One of the key features of the newest firewalls and intrusion protection systems (IPS) has been the addition of something called GeoBlocking. This feature allows the administrator to shut down traffic to or from specific countries or regions of the world and your local network regardless of any other firewall permissions in place.
For example, you might have a rule in your firewall that grants inbound permission from anywhere to your web server on ports 80 and 443. This would be normal for a web server to function properly and to serve client requests. Now let’s say you have decided that there is no good reason for your network to communicate with (from or to) devices located in North Korea. The GeoBlocking rule will cause the firewall to drop web requests (port 80 or 443) from client devices located in North Korea, although the firewall rule has a source “any” in the permission rule to reach the web server.
Use of the feature can be a significant enhancement in our ability to protect our networks. Not only do we get to suppress inbound potentially malicious traffic from the outside, but we can also interrupt the outbound flow from potentially compromised machines inside the network. This can help prevent a malicious program or actor from gaining a proper foothold inside our internal networks after a malware infection thus blunting the scope of the damage that occurs.
For our clients, CSI has always traditionally entered eight countries into the default GeoBlocking table, including locations such as North Korea, Russia, and Iran.
Late last spring, US-CERT put out an advisory regarding malicious activity that they identified as being sourced from a fairly large number of networks (at the time about 90 of them) in 14 additional countries and encouraged firewall blocks on all these networks. What concerned us was that while the initial report showed 90 networks (which was large enough to have to deal with) the fear was next week there would be 10 more, and then 10 more after that, etc.
After some discussion and consultation with several of our clients, we decided to experiment and add all 14 new countries to the GeoBlocking table for those clients. And while truly nothing bad has come from this more aggressive GeoBlocking stance, we have had some interesting items come to light.
In one instance, we eventually had a tech support case opened because the business office of the district in question was having trouble getting secure communications from their bank. We eventually could determine that despite the bank in question being a large US-based bank, or so we thought, the secure mail server used by the service in question was in Argentina, and Argentina was one of the countries now on the GeoBlocking list. It was a bit of an eye-opener that some part of the communications from their “local bank” was, in fact, passing through Argentina. Who knew?
In another case, the district was installing a new security system that involved IP security cameras that communicated with a cloud-based platform for monitoring and control.

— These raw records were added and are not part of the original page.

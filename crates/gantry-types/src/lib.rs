//! Core types for the gantry northbound session layer.
//!
//! # Crate Architecture
//!
//! ```text
//! ┌─────────────────────────────────────────────────────────────┐
//! │  gantry-types   : UserInfo, ids, TwinPath, ErrorCode ◄── HERE│
//! ├─────────────────────────────────────────────────────────────┤
//! │  gantry-auth    : PermissionLevel, PreAuth, Authorizer      │
//! │  gantry-event   : topics, ResourceNotification              │
//! ├─────────────────────────────────────────────────────────────┤
//! │  gantry-twin    : DigitalTwin contract, GatewayThread       │
//! ├─────────────────────────────────────────────────────────────┤
//! │  gantry-session : Session, SessionRegistry                  │
//! └─────────────────────────────────────────────────────────────┘
//! ```
//!
//! This crate has no knowledge of permissions or of the twin itself. It
//! only names *who* is calling ([`UserInfo`]), *which* session or
//! subscription is meant ([`SessionId`], [`SubscriptionId`]) and *what*
//! element of the twin is targeted ([`TwinPath`], [`ModelRef`]).
//!
//! # Example
//!
//! ```
//! use gantry_types::{SessionId, TwinPath, UserInfo};
//!
//! let user = UserInfo::new("alice");
//! let session = SessionId::new();
//! let target = TwinPath::resource("sensor1", "temp", "level");
//!
//! assert_eq!(user.user_id(), "alice");
//! assert_eq!(target.to_string(), "sensor1/temp/level");
//! assert_ne!(session, SessionId::new());
//! ```

mod error;
mod id;
mod model;
mod user;

pub use error::{assert_error_code, assert_error_codes, ErrorCode};
pub use id::{SessionId, SubscriptionId};
pub use model::{ModelRef, TwinPath};
pub use user::{UserInfo, ANONYMOUS_USER_ID};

The vendor involved was having difficulty making the connections between the cameras and the cloud platform. We eventually determined that the camera vendor in question, Axis, was a Swedish based company and the cloud platform in question was housed inside one of their own data centers in Sweden, again a country now on the GeoBlocking list.
In this case, it was easy enough for us to determine the IP range that belonged to the manufacturer so that we could add in an exception to the GeoBlocking table for this communication. But it opened a discussion about awareness of and whether they were comfortable with some part of their district’s security system’s data being housed and controlled by an application and servers located in Sweden.
Both instances highlighted a couple important items for all network administrators going forward:
1. For critical systems, particularly those involving security, finance or systems that involve data that contains personally identifiable information about your staff or students, if your using cloud services to hold or send this information you will want to query your vendors on where their systems really are that are holding that data. You might be surprised and in some cases a bit uncomfortable with the answer you get, and it just might influence your final choices for vendor solution providers.
2. If you are using one of the newer next-gen firewalls with GeoBlocking features enabled and you are scratching your head as to why a system is not working (or stopped working) you will want to give your IPS logs (this is where GeoBlocking occurs) a quick peek. Perhaps some part of your system is in fact located someplace in the world you did not expect.
The Internet is truly a global community and regardless of the fact you may be using a local vendor for a project if it involves sending data to the “cloud” you never know where that information might be ending up. And in some cases, you might not necessarily like that answer and choose to decide to make another choice in providers.